Biochemical mechanism of infarct size reduction by pyruvate

Abstract

We have explored the biochemical mechanism of the infarct size reduction found after intracoronary pyruvate infusion. Using the double infarct model, we simultaneously produced in nine dogs a control- and a therapy-infarct and compared the infarct sizes in each dog after 90 min of occlusion and 90 min of reflow. Intracoronary pyruvate reached the therapy infarct only by way of collaterals but had no access to the control infarct. Tissue levels of reduced nicotinamide dinucleotide (NADH) were measured in control-normal-, therapy-normal-, control-ischaemic-and pyruvate-treated ischaemic areas. In all nine dogs we found a significant reduction in infarct size and NADH levels in the pyruvate-treated areas.

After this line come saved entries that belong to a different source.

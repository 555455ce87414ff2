//! Memory-side components of the metadata datapath.
//!
//! In dependency order: the write queue feeds the NVM sink; the coalescing
//! buffer and PLUB emit into the write queue; the cache forwards writes and
//! evictions into the coalescing buffer; the flush scheduler bounds how long
//! anything may stay staged.

/// Set-associative metadata cache over 8-byte entries.
pub mod cache;

/// ADR flush interval and staleness policy.
pub mod flush;

/// NVM sink contract and timing model.
pub mod nvm;

/// Partial coalescing buffer (PCB).
pub mod pcb;

/// Partial-log update buffer (PLUB) overflow path.
pub mod plub;

/// Bounded write queue feeding the NVM sink.
pub mod queue;

pub use cache::{EvictedLine, MetadataCache};
pub use flush::FlushScheduler;
pub use nvm::{NvmModel, NvmSink};
pub use pcb::{CoalesceOutcome, CoalescingBuffer, EmittedBlock, PcbEntry};
pub use plub::PartialLogBuffer;
pub use queue::WriteQueue;
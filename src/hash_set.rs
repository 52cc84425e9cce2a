//! A `BuildHasher`-driven set over the Robin Hood table; see [`HashSet`].

use core::fmt::Debug;
use core::hash::BuildHasher;
use core::hash::Hash;

use crate::DefaultHashBuilder;
use crate::hash_table;
use crate::hash_table::HashTable;

/// A hash set built on [`HashTable`] with Robin Hood probing and tombstone
/// deletion.
///
/// Thin wrapper storing its elements directly in the table; hashing and
/// equality come from the element type.
///
/// # Example
///
/// ```rust
/// use robin_hash::HashSet;
///
/// let mut set = HashSet::new();
/// assert!(set.insert("a"));
/// assert!(!set.insert("a"));
///
/// assert!(set.contains(&"a"));
/// assert!(set.remove(&"a"));
/// assert!(set.is_empty());
/// ```
pub struct HashSet<T, S = DefaultHashBuilder> {
    table: HashTable<T>,
    hasher: S,
}

impl<T, S> Debug for HashSet<T, S>
where
    T: Debug,
{
    fn fmt(&self, f: &mut core::fmt::Formatter<'_>) -> core::fmt::Result {
        f.debug_set().entries(self.iter()).finish()
    }
}

impl<T, S> Default for HashSet<T, S>
where
    S: Default,
{
    fn default() -> Self {
        Self::with_hasher(S::default())
    }
}

impl<T, S> Clone for HashSet<T, S>
where
    T: Clone,
    S: Clone,
{
    fn clone(&self) -> Self {
        Self {
            table: self.table.clone(),
            hasher: self.hasher.clone(),
        }
    }
}

impl<T, S> PartialEq for HashSet<T, S>
where
    T: Hash + Eq,
    S: BuildHasher,
{
    fn eq(&self, other: &Self) -> bool {
        self.len() == other.len() && self.iter().all(|value| other.contains(value))
    }
}

impl<T, S> Eq for HashSet<T, S>
where
    T: Hash + Eq,
    S: BuildHasher,
{
}

impl<T> HashSet<T, DefaultHashBuilder> {
    /// Creates an empty set with the default hash builder.
    ///
    /// No memory is allocated until the first insertion.
    #[cfg(any(feature = "foldhash", feature = "std"))]
    pub fn new() -> Self {
        Self::default()
    }

    /// Creates a set sized for at least `capacity` elements, with the
    /// default hash builder.
    #[cfg(any(feature = "foldhash", feature = "std"))]
    pub fn with_capacity(capacity: usize) -> Self {
        Self::with_capacity_and_hasher(capacity, DefaultHashBuilder::default())
    }
}

impl<T, S> HashSet<T, S> {
    /// Creates an empty set using the given hash builder.
    pub fn with_hasher(hasher: S) -> Self {
        Self {
            table: HashTable::new(),
            hasher,
        }
    }

    /// Creates a set sized for at least `capacity` elements, using the
    /// given hash builder.
    pub fn with_capacity_and_hasher(capacity: usize, hasher: S) -> Self {
        Self {
            table: HashTable::with_capacity(capacity),
            hasher,
        }
    }

    /// Returns the number of elements in the set.
    pub fn len(&self) -> usize {
        self.table.len()
    }

    /// Returns `true` if the set contains no elements.
    pub fn is_empty(&self) -> bool {
        self.table.is_empty()
    }

    /// Returns the allocated slot count of the underlying table.
    pub fn capacity(&self) -> usize {
        self.table.capacity()
    }

    /// Returns `true` once the underlying table has reached 90% occupancy.
    pub fn is_full(&self) -> bool {
        self.table.is_full()
    }

    /// Drops all elements, retaining the allocation.
    pub fn clear(&mut self) {
        self.table.clear();
    }

    /// Rehashes into the smallest capacity that fits the current length,
    /// reclaiming tombstones. An empty set is deallocated entirely.
    pub fn shrink_to_fit(&mut self) {
        self.table.shrink_to_fit();
    }

    /// Returns an iterator over the elements, in unspecified order.
    pub fn iter(&self) -> Iter<'_, T> {
        Iter {
            inner: self.table.iter(),
        }
    }

    /// Returns an iterator that removes and yields every element, leaving
    /// the set empty (capacity retained).
    pub fn drain(&mut self) -> Drain<'_, T> {
        Drain {
            inner: self.table.drain(),
        }
    }

    /// Retains only the elements for which the predicate returns `true`.
    pub fn retain(&mut self, mut f: impl FnMut(&T) -> bool) {
        self.table.retain(|value| f(value));
    }
}

impl<T, S> HashSet<T, S>
where
    T: Hash + Eq,
    S: BuildHasher,
{
    fn hash_value<Q>(&self, value: &Q) -> u64
    where
        Q: Hash + ?Sized,
    {
        self.hasher.hash_one(value)
    }

    /// Reserves capacity so at least `additional` more elements fit without
    /// a rehash.
    pub fn reserve(&mut self, additional: usize) {
        self.table.reserve(additional);
    }

    /// Adds a value to the set.
    ///
    /// Returns `true` if the value was newly inserted; an already-present
    /// value is left untouched and `false` is returned.
    pub fn insert(&mut self, value: T) -> bool {
        let hash = self.hash_value(&value);
        match self.table.entry(hash, |v| *v == value) {
            hash_table::Entry::Occupied(_) => false,
            hash_table::Entry::Vacant(entry) => {
                entry.insert(value);
                true
            }
        }
    }

    /// Returns `true` if the set contains `value`.
    pub fn contains<Q>(&self, value: &Q) -> bool
    where
        T: core::borrow::Borrow<Q>,
        Q: Hash + Eq + ?Sized,
    {
        self.get(value).is_some()
    }

    /// Returns a reference to the stored element equal to `value`, if
    /// present.
    pub fn get<Q>(&self, value: &Q) -> Option<&T>
    where
        T: core::borrow::Borrow<Q>,
        Q: Hash + Eq + ?Sized,
    {
        let hash = self.hash_value(value);
        self.table.find(hash, |v| v.borrow() == value)
    }

    /// Removes `value` from the set, returning `true` if it was present.
    pub fn remove<Q>(&mut self, value: &Q) -> bool
    where
        T: core::borrow::Borrow<Q>,
        Q: Hash + Eq + ?Sized,
    {
        self.take(value).is_some()
    }

    /// Removes and returns the stored element equal to `value`, if present.
    pub fn take<Q>(&mut self, value: &Q) -> Option<T>
    where
        T: core::borrow::Borrow<Q>,
        Q: Hash + Eq + ?Sized,
    {
        let hash = self.hash_value(value);
        self.table.remove(hash, |v| v.borrow() == value)
    }

    /// Returns `true` if the two sets share no elements.
    pub fn is_disjoint(&self, other: &Self) -> bool {
        if self.len() <= other.len() {
            self.iter().all(|v| !other.contains(v))
        } else {
            other.iter().all(|v| !self.contains(v))
        }
    }

    /// Returns `true` if every element of `self` is in `other`.
    pub fn is_subset(&self, other: &Self) -> bool {
        self.len() <= other.len() && self.iter().all(|v| other.contains(v))
    }

    /// Returns `true` if every element of `other` is in `self`.
    pub fn is_superset(&self, other: &Self) -> bool {
        other.is_subset(self)
    }

    /// Visits the elements present in `self` but not in `other`.
    pub fn difference<'a>(&'a self, other: &'a Self) -> Difference<'a, T, S> {
        Difference {
            iter: self.iter(),
            other,
        }
    }

    /// Visits the elements present in both sets.
    pub fn intersection<'a>(&'a self, other: &'a Self) -> Intersection<'a, T, S> {
        if self.len() <= other.len() {
            Intersection {
                iter: self.iter(),
                other,
            }
        } else {
            Intersection {
                iter: other.iter(),
                other: self,
            }
        }
    }

    /// Visits the elements present in either set, without duplicates.
    pub fn union<'a>(&'a self, other: &'a Self) -> Union<'a, T, S> {
        Union {
            iter: self.iter(),
            difference: other.difference(self),
        }
    }
}

impl<T, S> FromIterator<T> for HashSet<T, S>
where
    T: Hash + Eq,
    S: BuildHasher + Default,
{
    fn from_iter<I: IntoIterator<Item = T>>(iter: I) -> Self {
        let mut set = Self::default();
        set.extend(iter);
        set
    }
}

impl<T, S> Extend<T> for HashSet<T, S>
where
    T: Hash + Eq,
    S: BuildHasher,
{
    fn extend<I: IntoIterator<Item = T>>(&mut self, iter: I) {
        let iter = iter.into_iter();
        self.reserve(iter.size_hint().0);
        for value in iter {
            self.insert(value);
        }
    }
}

/// An iterator over the elements of a [`HashSet`].
pub struct Iter<'a, T> {
    inner: hash_table::Iter<'a, T>,
}

impl<'a, T> Iterator for Iter<'a, T> {
    type Item = &'a T;

    fn next(&mut self) -> Option<Self::Item> {
        self.inner.next()
    }
}

/// A draining iterator over the elements of a [`HashSet`].
///
/// Dropping the iterator finishes the drain.
pub struct Drain<'a, T> {
    inner: hash_table::Drain<'a, T>,
}

impl<T> Iterator for Drain<'_, T> {
    type Item = T;

    fn next(&mut self) -> Option<Self::Item> {
        self.inner.next()
    }
}

/// A consuming iterator over the elements of a [`HashSet`].
pub struct IntoIter<T> {
    inner: hash_table::IntoIter<T>,
}

impl<T> Iterator for IntoIter<T> {
    type Item = T;

    fn next(&mut self) -> Option<Self::Item> {
        self.inner.next()
    }
}

/// An iterator over the difference of two [`HashSet`]s.
pub struct Difference<'a, T, S> {
    iter: Iter<'a, T>,
    other: &'a HashSet<T, S>,
}

impl<'a, T, S> Iterator for Difference<'a, T, S>
where
    T: Hash + Eq,
    S: BuildHasher,
{
    type Item = &'a T;

    fn next(&mut self) -> Option<Self::Item> {
        self.iter.by_ref().find(|v| !self.other.contains(v))
    }
}

/// An iterator over the intersection of two [`HashSet`]s.
pub struct Intersection<'a, T, S> {
    iter: Iter<'a, T>,
    other: &'a HashSet<T, S>,
}

impl<'a, T, S> Iterator for Intersection<'a, T, S>
where
    T: Hash + Eq,
    S: BuildHasher,
{
    type Item = &'a T;

    fn next(&mut self) -> Option<Self::Item> {
        self.iter.by_ref().find(|v| self.other.contains(v))
    }
}

/// An iterator over the union of two [`HashSet`]s.
pub struct Union<'a, T, S> {
    iter: Iter<'a, T>,
    difference: Difference<'a, T, S>,
}

impl<'a, T, S> Iterator for Union<'a, T, S>
where
    T: Hash + Eq,
    S: BuildHasher,
{
    type Item = &'a T;

    fn next(&mut self) -> Option<Self::Item> {
        self.iter.next().or_else(|| self.difference.next())
    }
}

impl<'a, T, S> IntoIterator for &'a HashSet<T, S> {
    type Item = &'a T;
    type IntoIter = Iter<'a, T>;

    fn into_iter(self) -> Self::IntoIter {
        self.iter()
    }
}

impl<T, S> IntoIterator for HashSet<T, S> {
    type Item = T;
    type IntoIter = IntoIter<T>;

    fn into_iter(self) -> Self::IntoIter {
        IntoIter {
            inner: self.table.into_iter(),
        }
    }
}

#[cfg(test)]
mod tests {
    use alloc::string::String;
    use alloc::string::ToString;
    use alloc::vec::Vec;
    use core::hash::BuildHasher;

    use rand::TryRngCore;
    use rand::rngs::OsRng;
    use siphasher::sip::SipHasher;

    use super::*;

    #[derive(Clone)]
    struct SipState {
        k0: u64,
        k1: u64,
    }

    impl SipState {
        fn random() -> Self {
            let mut rng = OsRng;
            Self {
                k0: rng.try_next_u64().unwrap(),
                k1: rng.try_next_u64().unwrap(),
            }
        }
    }

    impl Default for SipState {
        fn default() -> Self {
            Self::random()
        }
    }

    impl BuildHasher for SipState {
        type Hasher = SipHasher;

        fn build_hasher(&self) -> Self::Hasher {
            SipHasher::new_with_keys(self.k0, self.k1)
        }
    }

    fn set() -> HashSet<u64, SipState> {
        HashSet::with_hasher(SipState::random())
    }

    #[test]
    fn insert_contains_remove() {
        let mut set = set();
        assert!(set.insert(1));
        assert!(!set.insert(1));
        assert!(set.insert(2));
        assert_eq!(set.len(), 2);

        assert!(set.contains(&1));
        assert!(!set.contains(&3));

        assert!(set.remove(&1));
        assert!(!set.remove(&1));
        assert_eq!(set.len(), 1);
    }

    #[test]
    fn take_returns_stored_element() {
        let mut set: HashSet<String, SipState> = HashSet::with_hasher(SipState::random());
        set.insert("hello".to_string());
        assert_eq!(set.take("hello"), Some("hello".to_string()));
        assert_eq!(set.take("hello"), None);
    }

    #[test]
    fn get_borrows_stored_element() {
        let mut set: HashSet<String, SipState> = HashSet::with_hasher(SipState::random());
        set.insert("abc".to_string());
        assert_eq!(set.get("abc"), Some(&"abc".to_string()));
        assert_eq!(set.get("xyz"), None);
    }

    #[test]
    fn set_algebra() {
        let state = SipState::random();
        let mut a: HashSet<u64, SipState> = HashSet::with_hasher(state.clone());
        a.extend(0..10u64);
        let mut b: HashSet<u64, SipState> = HashSet::with_hasher(state.clone());
        b.extend(5..15u64);

        let mut inter: Vec<u64> = a.intersection(&b).copied().collect();
        inter.sort_unstable();
        assert_eq!(inter, (5..10).collect::<Vec<_>>());

        let mut diff: Vec<u64> = a.difference(&b).copied().collect();
        diff.sort_unstable();
        assert_eq!(diff, (0..5).collect::<Vec<_>>());

        let mut uni: Vec<u64> = a.union(&b).copied().collect();
        uni.sort_unstable();
        assert_eq!(uni, (0..15).collect::<Vec<_>>());

        let empty: HashSet<u64, SipState> = HashSet::with_hasher(state.clone());
        assert!(empty.is_subset(&a));
        assert!(a.is_superset(&empty));
        assert!(!a.is_disjoint(&b));

        let c: HashSet<u64, SipState> = {
            let mut s = HashSet::with_hasher(state);
            s.insert(100);
            s
        };
        assert!(a.is_disjoint(&c));
    }

    #[test]
    fn equality_ignores_insertion_order() {
        let state = SipState::random();
        let mut a: HashSet<u64, SipState> = HashSet::with_hasher(state.clone());
        let mut b: HashSet<u64, SipState> = HashSet::with_hasher(state);

        for v in 0..32u64 {
            a.insert(v);
        }
        for v in (0..32u64).rev() {
            b.insert(v);
        }
        assert_eq!(a, b);

        b.remove(&0);
        assert_ne!(a, b);
    }

    #[test]
    fn retain_and_drain() {
        let mut set = set();
        for v in 0..100u64 {
            set.insert(v);
        }

        set.retain(|&v| v < 10);
        assert_eq!(set.len(), 10);

        let mut drained: Vec<u64> = set.drain().collect();
        drained.sort_unstable();
        assert_eq!(drained, (0..10).collect::<Vec<_>>());
        assert!(set.is_empty());
    }

    #[test]
    fn from_iterator_and_into_iter() {
        let set: HashSet<u64, SipState> = (0..50u64).collect();
        assert_eq!(set.len(), 50);
        assert!(set.contains(&49));

        let mut values: Vec<u64> = set.into_iter().collect();
        values.sort_unstable();
        assert_eq!(values, (0..50).collect::<Vec<_>>());
    }

    #[test]
    fn clone_is_independent() {
        let mut set = set();
        for v in 0..20u64 {
            set.insert(v);
        }

        let mut cloned = set.clone();
        assert_eq!(set, cloned);

        cloned.remove(&5);
        assert!(set.contains(&5));
        assert!(!cloned.contains(&5));
    }
}
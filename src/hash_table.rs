//! Hash-agnostic Robin Hood table. Callers supply precomputed hashes and
//! equality predicates; see [`HashTable`].

use alloc::alloc::handle_alloc_error;
use core::alloc::Layout;
use core::fmt::Debug;
use core::marker::PhantomData;
use core::mem::MaybeUninit;
use core::ptr::NonNull;

/// Slot has never held a value, or was reset by `clear`.
///
/// Chosen as 0x00 so freshly allocated metadata can be initialized with a
/// single `write_bytes` and probe chains terminate on zeroed memory.
const FREE: u8 = 0x00;

/// Slot holds a live value; `hashes[i]` and `slots[i]` are initialized.
const OCCUPIED: u8 = 0x01;

/// High bit marks a tombstone. The stored hash is retained so probe
/// distances remain computable for chains that pass through the slot; the
/// value itself has already been dropped or moved out.
const DELETED: u8 = 0x80;

/// Minimum slot count for any non-empty table.
const MIN_CAPACITY: usize = 8;

#[inline(always)]
fn fix_capacity(requested: usize) -> usize {
    requested
        .max(MIN_CAPACITY)
        .checked_next_power_of_two()
        .expect("allocation size overflow")
}

#[derive(Debug)]
struct DataLayout {
    layout: Layout,
    flags_offset: usize,
    hashes_offset: usize,
    slots_offset: usize,
}

impl DataLayout {
    fn new<V>(capacity: usize) -> Self {
        let flags_layout = Layout::array::<u8>(capacity).expect("allocation size overflow");
        let hashes_layout =
            Layout::array::<MaybeUninit<u64>>(capacity).expect("allocation size overflow");
        let slots_layout =
            Layout::array::<MaybeUninit<V>>(capacity).expect("allocation size overflow");

        let (layout, flags_offset) = Layout::new::<()>().extend(flags_layout).unwrap();
        let (layout, hashes_offset) = layout.extend(hashes_layout).unwrap();
        let (layout, slots_offset) = layout.extend(slots_layout).unwrap();

        DataLayout {
            layout,
            flags_offset,
            hashes_offset,
            slots_offset,
        }
    }
}

/// Probe-length statistics for hash table analysis.
///
/// Available with the `stats` feature (and in unit tests).
#[cfg(any(test, feature = "stats"))]
#[derive(Debug, Clone)]
pub struct ProbeStats {
    /// Number of live entries in the table.
    pub len: usize,
    /// Total number of slots allocated.
    pub capacity: usize,
    /// Number of tombstoned slots awaiting a rehash.
    pub tombstones: usize,
    /// Load factor (len / capacity).
    pub load_factor: f64,
    /// Longest probe distance of any live entry.
    pub max_probe_distance: usize,
    /// Sum of probe distances over all live entries.
    pub total_probe_distance: usize,
}

#[cfg(any(test, feature = "stats"))]
impl ProbeStats {
    /// Mean probe distance over the live entries.
    pub fn mean_probe_distance(&self) -> f64 {
        if self.len == 0 {
            0.0
        } else {
            self.total_probe_distance as f64 / self.len as f64
        }
    }

    /// Pretty-print the statistics.
    #[cfg(feature = "std")]
    pub fn print(&self) {
        println!("=== Robin Hood Table Statistics ===");
        println!(
            "Population: {}/{} ({:.2}% load factor)",
            self.len,
            self.capacity,
            self.load_factor * 100.0
        );
        println!("Tombstones: {}", self.tombstones);
        println!(
            "Probe distance: max {}, mean {:.3}",
            self.max_probe_distance,
            self.mean_probe_distance()
        );
    }
}

/// A hash table using Robin Hood open addressing with backward-shift
/// insertion and tombstone deletion.
///
/// `HashTable<V>` stores values of type `V` in a flat power-of-two slot
/// array with a parallel metadata array (stored hash plus a status flag per
/// slot). Unlike standard hash maps, this table is hash-agnostic: every
/// operation takes a precomputed 64-bit hash and an equality predicate. The
/// [`crate::HashMap`] and [`crate::HashSet`] wrappers layer a
/// `BuildHasher`-driven API on top.
///
/// On an insertion collision the entry that has traveled further from its
/// desired slot keeps its position and the "richer" entry is displaced
/// onward, which bounds worst-case lookup length by the longest probe chain
/// present at insertion time. Lookups terminate early once their travel
/// distance exceeds the probe distance recorded for the slot under
/// examination.
///
/// Deletion leaves a tombstone; tombstones are reclaimed only when the
/// table rehashes (growth or [`shrink_to_fit`]), so heavy delete/insert
/// churn without intervening growth degrades probe lengths until a rehash.
///
/// [`shrink_to_fit`]: HashTable::shrink_to_fit
///
/// # Example
///
/// ```rust
/// # use core::hash::Hash;
/// # use core::hash::Hasher;
/// #
/// # use robin_hash::hash_table::Entry;
/// # use robin_hash::hash_table::HashTable;
/// # use siphasher::sip::SipHasher;
/// #
/// # fn hash_id(id: u64) -> u64 {
/// #     let mut hasher = SipHasher::new();
/// #     id.hash(&mut hasher);
/// #     hasher.finish()
/// # }
/// #
/// #[derive(Debug, PartialEq)]
/// struct Person {
///     id: u64,
///     name: String,
/// }
///
/// let mut table = HashTable::with_capacity(100);
/// let hash = hash_id(123);
///
/// match table.entry(hash, |p: &Person| p.id == 123) {
///     Entry::Vacant(entry) => {
///         entry.insert(Person {
///             id: 123,
///             name: "Alice".to_string(),
///         });
///     }
///     Entry::Occupied(_) => unreachable!(),
/// }
///
/// assert!(table.find(hash, |p| p.id == 123).is_some());
/// ```
pub struct HashTable<V> {
    layout: DataLayout,
    alloc: NonNull<u8>,

    len: usize,
    capacity: usize,

    _phantom: PhantomData<V>,
}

Therapy-normal NADH levels fell to 30 ± l0% (mean ± SD) of control-normal levels and therapy-ischaemic NADH levels to 26 ± 17% of control-ischaemic levels. We assumed that the infused pyruvate was converted to lactate and at the same time NAD was generated from NADH. Thereby the blockade of glyceraldehyde-3-phosphate-dehydrogenase (GAPDH) by high NADH/NAD-ratios in ischaemic myocardium should be moderated, and ATP production by anaerobic glycolysis stimulated. These small amounts of ATP may be sufficient to guarantee membrane integrity over 90 min of ischaemia and so diminish its harmful effects on the myocardium.